» **Aim of the exercise**
Whenever a line in the entries below contains "untagged", copy that line.

» **Data for this exercise**

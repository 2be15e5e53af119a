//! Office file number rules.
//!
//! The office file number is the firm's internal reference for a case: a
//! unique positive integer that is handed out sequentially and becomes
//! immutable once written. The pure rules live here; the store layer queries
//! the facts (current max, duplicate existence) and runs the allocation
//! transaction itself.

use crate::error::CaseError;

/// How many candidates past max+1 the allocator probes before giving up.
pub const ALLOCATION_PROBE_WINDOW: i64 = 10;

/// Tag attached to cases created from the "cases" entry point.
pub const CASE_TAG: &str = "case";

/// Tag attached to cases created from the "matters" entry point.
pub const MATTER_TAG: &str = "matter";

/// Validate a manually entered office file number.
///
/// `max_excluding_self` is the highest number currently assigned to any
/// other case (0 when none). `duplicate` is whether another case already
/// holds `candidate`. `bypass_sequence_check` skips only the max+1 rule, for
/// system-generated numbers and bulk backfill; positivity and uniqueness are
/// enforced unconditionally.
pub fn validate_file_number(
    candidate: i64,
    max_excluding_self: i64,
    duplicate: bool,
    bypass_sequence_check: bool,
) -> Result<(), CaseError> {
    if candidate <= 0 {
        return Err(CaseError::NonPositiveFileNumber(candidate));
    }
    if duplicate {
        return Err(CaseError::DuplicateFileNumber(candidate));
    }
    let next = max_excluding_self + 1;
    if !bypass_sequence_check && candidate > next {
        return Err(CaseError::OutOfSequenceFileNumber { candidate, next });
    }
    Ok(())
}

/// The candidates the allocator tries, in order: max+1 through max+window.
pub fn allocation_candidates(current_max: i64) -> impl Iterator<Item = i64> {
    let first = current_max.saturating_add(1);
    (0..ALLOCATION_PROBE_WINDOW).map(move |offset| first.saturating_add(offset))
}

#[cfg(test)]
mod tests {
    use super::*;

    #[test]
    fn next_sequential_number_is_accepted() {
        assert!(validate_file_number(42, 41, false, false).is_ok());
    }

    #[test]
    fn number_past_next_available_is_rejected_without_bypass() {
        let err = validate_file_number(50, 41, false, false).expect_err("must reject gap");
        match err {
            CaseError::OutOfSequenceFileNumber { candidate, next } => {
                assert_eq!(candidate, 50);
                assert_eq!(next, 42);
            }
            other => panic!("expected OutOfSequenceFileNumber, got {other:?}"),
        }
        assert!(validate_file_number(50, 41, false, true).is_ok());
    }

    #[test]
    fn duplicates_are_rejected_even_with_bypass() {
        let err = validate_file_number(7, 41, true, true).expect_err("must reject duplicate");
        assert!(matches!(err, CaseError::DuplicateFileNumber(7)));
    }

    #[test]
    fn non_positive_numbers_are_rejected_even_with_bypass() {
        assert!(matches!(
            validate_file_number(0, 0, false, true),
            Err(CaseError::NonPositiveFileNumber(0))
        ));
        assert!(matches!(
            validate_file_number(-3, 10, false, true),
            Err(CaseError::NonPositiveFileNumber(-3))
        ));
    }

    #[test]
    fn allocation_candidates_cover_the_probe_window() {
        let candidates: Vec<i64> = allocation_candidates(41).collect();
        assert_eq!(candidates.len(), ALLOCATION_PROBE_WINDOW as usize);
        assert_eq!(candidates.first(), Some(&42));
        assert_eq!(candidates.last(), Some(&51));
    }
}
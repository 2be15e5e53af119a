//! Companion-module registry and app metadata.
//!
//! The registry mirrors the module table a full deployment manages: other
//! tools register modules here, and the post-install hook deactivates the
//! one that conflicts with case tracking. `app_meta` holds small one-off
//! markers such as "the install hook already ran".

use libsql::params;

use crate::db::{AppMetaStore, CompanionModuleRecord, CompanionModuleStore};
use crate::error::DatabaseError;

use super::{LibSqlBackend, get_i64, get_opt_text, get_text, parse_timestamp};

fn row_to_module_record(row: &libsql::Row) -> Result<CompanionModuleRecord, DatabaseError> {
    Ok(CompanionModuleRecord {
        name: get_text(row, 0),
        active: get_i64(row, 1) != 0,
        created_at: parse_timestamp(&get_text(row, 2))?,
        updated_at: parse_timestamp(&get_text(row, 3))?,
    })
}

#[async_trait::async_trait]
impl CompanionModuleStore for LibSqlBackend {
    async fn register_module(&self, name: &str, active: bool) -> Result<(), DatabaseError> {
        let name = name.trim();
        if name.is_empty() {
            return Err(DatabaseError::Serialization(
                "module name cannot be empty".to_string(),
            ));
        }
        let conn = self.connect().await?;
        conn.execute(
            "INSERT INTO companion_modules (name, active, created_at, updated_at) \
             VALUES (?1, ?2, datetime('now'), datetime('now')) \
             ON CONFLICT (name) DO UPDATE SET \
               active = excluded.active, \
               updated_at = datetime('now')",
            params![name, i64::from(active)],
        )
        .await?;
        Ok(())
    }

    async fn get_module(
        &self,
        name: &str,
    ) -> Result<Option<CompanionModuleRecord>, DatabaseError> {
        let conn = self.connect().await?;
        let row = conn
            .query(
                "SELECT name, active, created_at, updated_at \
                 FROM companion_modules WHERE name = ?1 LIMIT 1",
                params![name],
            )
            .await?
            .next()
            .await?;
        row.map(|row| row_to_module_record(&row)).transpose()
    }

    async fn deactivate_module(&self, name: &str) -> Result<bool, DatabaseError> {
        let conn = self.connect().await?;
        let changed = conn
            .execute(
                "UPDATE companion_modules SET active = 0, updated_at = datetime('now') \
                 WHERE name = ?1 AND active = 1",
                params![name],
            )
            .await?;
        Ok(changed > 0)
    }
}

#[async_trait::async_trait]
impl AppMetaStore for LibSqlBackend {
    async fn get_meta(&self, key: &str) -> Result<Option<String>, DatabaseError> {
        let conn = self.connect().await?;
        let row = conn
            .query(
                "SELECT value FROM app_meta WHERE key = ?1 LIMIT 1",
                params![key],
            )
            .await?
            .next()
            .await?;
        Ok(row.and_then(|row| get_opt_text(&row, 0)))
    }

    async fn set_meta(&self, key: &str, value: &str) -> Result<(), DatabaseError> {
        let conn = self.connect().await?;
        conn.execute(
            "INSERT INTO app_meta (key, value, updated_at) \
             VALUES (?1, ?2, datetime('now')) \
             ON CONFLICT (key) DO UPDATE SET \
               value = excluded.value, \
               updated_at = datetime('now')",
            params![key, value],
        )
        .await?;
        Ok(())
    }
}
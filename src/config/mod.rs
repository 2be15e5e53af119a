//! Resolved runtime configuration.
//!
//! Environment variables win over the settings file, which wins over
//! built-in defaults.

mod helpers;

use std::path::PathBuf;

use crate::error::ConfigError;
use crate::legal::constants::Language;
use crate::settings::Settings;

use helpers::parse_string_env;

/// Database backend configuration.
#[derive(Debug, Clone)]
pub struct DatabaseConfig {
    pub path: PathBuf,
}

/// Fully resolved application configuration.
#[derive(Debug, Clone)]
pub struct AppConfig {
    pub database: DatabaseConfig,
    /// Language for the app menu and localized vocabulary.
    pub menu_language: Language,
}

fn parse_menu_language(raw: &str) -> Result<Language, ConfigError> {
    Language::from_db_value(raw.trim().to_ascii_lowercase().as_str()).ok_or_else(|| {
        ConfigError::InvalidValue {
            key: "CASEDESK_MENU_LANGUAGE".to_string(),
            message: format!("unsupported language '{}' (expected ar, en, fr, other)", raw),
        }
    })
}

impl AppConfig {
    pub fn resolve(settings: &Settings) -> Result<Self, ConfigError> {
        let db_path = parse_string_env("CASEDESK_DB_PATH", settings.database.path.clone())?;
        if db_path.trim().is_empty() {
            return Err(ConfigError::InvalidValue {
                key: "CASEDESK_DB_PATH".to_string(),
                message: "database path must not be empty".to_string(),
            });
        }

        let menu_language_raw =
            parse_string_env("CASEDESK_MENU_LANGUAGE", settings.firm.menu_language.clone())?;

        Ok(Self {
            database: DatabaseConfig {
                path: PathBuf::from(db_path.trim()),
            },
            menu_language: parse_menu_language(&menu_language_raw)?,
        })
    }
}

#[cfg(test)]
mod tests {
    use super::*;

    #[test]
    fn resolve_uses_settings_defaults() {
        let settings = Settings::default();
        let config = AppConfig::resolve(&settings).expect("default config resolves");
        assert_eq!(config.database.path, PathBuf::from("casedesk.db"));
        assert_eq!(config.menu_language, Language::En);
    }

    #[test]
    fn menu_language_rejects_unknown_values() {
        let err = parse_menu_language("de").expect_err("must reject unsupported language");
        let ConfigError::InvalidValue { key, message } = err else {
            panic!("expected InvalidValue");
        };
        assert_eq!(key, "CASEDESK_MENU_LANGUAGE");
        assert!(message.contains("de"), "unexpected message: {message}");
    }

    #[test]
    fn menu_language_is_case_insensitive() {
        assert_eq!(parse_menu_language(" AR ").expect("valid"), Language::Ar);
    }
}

==

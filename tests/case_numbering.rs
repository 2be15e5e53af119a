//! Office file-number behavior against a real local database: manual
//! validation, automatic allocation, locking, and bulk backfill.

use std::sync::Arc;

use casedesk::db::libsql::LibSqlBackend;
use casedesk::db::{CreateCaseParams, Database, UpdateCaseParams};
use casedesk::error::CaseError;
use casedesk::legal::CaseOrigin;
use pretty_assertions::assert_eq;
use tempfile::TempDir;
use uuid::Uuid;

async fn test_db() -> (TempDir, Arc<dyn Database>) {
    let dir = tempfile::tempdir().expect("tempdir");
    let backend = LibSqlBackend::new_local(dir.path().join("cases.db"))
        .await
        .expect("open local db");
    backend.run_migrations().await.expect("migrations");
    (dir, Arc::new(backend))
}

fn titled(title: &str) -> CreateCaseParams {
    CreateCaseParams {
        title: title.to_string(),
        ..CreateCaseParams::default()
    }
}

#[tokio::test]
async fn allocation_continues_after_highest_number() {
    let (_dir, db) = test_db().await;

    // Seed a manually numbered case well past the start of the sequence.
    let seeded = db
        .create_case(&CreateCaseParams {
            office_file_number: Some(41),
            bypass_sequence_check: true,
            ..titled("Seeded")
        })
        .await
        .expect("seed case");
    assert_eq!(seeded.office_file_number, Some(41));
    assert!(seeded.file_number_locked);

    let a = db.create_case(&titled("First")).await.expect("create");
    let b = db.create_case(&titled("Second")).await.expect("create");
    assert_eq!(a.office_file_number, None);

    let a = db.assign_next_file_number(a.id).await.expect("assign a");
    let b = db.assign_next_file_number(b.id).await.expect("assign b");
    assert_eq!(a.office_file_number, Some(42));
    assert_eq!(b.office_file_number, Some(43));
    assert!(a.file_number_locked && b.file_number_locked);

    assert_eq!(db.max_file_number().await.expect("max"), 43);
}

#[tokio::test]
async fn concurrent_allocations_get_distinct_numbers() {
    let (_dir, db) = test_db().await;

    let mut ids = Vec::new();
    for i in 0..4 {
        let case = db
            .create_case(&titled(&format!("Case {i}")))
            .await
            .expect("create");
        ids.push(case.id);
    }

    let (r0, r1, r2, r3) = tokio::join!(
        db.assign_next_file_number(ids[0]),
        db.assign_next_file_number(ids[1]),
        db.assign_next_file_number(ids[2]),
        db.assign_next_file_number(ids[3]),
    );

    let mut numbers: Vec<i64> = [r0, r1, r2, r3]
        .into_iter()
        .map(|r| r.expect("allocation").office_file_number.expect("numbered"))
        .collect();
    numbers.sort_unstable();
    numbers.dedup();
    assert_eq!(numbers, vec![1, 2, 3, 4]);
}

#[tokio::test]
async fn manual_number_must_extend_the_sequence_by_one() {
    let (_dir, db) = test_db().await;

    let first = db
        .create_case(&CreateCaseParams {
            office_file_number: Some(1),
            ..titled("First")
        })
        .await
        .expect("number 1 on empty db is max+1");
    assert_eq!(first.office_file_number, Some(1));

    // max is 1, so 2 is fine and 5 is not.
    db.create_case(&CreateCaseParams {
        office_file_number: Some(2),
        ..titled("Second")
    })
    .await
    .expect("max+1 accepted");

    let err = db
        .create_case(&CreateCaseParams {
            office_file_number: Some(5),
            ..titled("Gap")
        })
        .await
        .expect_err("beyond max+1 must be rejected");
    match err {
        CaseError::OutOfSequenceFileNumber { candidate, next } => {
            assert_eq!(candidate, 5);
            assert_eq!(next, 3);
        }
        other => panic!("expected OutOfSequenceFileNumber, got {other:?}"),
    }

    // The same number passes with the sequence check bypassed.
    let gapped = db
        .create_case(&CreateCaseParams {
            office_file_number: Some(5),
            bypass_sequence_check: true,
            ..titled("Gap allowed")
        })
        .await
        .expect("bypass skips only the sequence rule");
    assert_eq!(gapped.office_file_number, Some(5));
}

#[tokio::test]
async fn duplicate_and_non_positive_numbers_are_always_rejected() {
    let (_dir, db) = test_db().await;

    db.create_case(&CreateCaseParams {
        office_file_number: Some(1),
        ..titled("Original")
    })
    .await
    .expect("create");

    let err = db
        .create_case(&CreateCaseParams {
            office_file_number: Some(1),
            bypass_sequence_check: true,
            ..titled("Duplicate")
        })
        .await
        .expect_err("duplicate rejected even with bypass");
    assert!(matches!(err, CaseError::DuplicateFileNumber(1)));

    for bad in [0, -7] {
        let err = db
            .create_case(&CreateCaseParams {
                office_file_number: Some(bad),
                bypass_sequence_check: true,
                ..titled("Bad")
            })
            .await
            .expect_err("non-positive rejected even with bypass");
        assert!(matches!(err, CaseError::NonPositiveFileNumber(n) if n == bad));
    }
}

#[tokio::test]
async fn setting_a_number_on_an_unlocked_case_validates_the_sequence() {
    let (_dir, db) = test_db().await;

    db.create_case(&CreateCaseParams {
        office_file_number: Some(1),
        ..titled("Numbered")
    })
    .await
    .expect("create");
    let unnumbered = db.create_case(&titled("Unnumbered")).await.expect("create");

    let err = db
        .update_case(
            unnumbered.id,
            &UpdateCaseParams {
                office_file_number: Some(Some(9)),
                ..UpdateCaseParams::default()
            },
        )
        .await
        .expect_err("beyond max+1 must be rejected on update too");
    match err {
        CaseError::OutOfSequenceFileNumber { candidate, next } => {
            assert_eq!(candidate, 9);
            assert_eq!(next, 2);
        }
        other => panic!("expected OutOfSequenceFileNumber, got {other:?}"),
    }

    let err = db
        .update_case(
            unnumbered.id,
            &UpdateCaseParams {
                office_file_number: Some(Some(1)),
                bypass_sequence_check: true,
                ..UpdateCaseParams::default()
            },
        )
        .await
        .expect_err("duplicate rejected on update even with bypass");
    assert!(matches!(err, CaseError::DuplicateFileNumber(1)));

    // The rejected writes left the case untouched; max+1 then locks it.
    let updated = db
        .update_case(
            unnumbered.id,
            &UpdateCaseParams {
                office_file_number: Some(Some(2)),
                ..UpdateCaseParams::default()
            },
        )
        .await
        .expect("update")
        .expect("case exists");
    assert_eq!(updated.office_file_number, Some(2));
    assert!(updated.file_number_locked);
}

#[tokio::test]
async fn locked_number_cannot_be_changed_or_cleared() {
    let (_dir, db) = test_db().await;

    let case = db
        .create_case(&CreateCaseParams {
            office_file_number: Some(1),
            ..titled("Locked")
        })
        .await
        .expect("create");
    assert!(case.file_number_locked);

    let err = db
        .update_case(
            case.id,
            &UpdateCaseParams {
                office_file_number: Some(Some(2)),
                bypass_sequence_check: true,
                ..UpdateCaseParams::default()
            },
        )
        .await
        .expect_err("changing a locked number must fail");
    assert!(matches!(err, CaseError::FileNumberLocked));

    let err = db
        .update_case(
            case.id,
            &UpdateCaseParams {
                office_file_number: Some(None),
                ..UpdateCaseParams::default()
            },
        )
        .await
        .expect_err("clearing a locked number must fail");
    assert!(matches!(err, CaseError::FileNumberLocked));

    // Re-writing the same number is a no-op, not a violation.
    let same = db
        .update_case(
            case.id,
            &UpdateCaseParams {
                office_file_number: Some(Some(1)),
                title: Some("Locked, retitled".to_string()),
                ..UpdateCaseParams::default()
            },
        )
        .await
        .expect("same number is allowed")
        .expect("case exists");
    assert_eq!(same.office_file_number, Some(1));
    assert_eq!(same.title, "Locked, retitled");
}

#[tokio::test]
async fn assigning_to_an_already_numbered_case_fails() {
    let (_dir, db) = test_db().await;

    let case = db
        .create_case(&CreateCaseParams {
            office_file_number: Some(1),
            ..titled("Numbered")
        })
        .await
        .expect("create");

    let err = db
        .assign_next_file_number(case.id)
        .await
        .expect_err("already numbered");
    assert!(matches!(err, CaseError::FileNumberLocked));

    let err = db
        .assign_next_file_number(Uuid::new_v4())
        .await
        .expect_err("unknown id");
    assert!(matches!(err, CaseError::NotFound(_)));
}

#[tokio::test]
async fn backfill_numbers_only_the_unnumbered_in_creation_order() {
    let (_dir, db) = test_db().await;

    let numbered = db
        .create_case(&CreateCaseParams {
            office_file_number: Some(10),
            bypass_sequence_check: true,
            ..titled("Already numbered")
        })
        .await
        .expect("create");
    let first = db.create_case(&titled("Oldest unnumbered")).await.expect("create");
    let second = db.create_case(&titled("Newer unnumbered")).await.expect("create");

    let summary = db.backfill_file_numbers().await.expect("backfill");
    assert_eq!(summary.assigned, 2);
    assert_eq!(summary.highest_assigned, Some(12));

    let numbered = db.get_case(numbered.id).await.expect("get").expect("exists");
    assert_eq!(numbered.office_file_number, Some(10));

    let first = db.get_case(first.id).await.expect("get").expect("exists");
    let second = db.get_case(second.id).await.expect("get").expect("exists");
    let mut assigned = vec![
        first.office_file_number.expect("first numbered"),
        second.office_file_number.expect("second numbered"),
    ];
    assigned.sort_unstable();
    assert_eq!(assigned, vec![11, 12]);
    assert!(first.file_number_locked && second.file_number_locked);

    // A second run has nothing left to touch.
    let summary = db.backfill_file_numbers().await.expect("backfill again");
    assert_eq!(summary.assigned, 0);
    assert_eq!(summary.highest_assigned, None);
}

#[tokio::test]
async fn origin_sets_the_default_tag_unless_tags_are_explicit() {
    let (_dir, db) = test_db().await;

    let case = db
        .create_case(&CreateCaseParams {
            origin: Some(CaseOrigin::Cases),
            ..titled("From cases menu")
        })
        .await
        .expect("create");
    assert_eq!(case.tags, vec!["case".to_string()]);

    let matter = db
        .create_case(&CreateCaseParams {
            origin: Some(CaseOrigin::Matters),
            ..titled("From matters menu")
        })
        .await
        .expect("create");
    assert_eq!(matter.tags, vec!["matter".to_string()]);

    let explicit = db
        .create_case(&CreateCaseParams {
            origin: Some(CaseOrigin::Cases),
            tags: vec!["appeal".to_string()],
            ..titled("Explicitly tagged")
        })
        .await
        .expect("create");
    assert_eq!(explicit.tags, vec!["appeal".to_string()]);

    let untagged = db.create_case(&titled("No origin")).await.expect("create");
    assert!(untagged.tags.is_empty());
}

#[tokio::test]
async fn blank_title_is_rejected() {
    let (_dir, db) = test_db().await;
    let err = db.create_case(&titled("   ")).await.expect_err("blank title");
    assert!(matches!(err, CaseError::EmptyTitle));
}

» **Solution below**
    let untagged = db.create_case(&titled("No origin")).await.expect("create");
    assert!(untagged.tags.is_empty());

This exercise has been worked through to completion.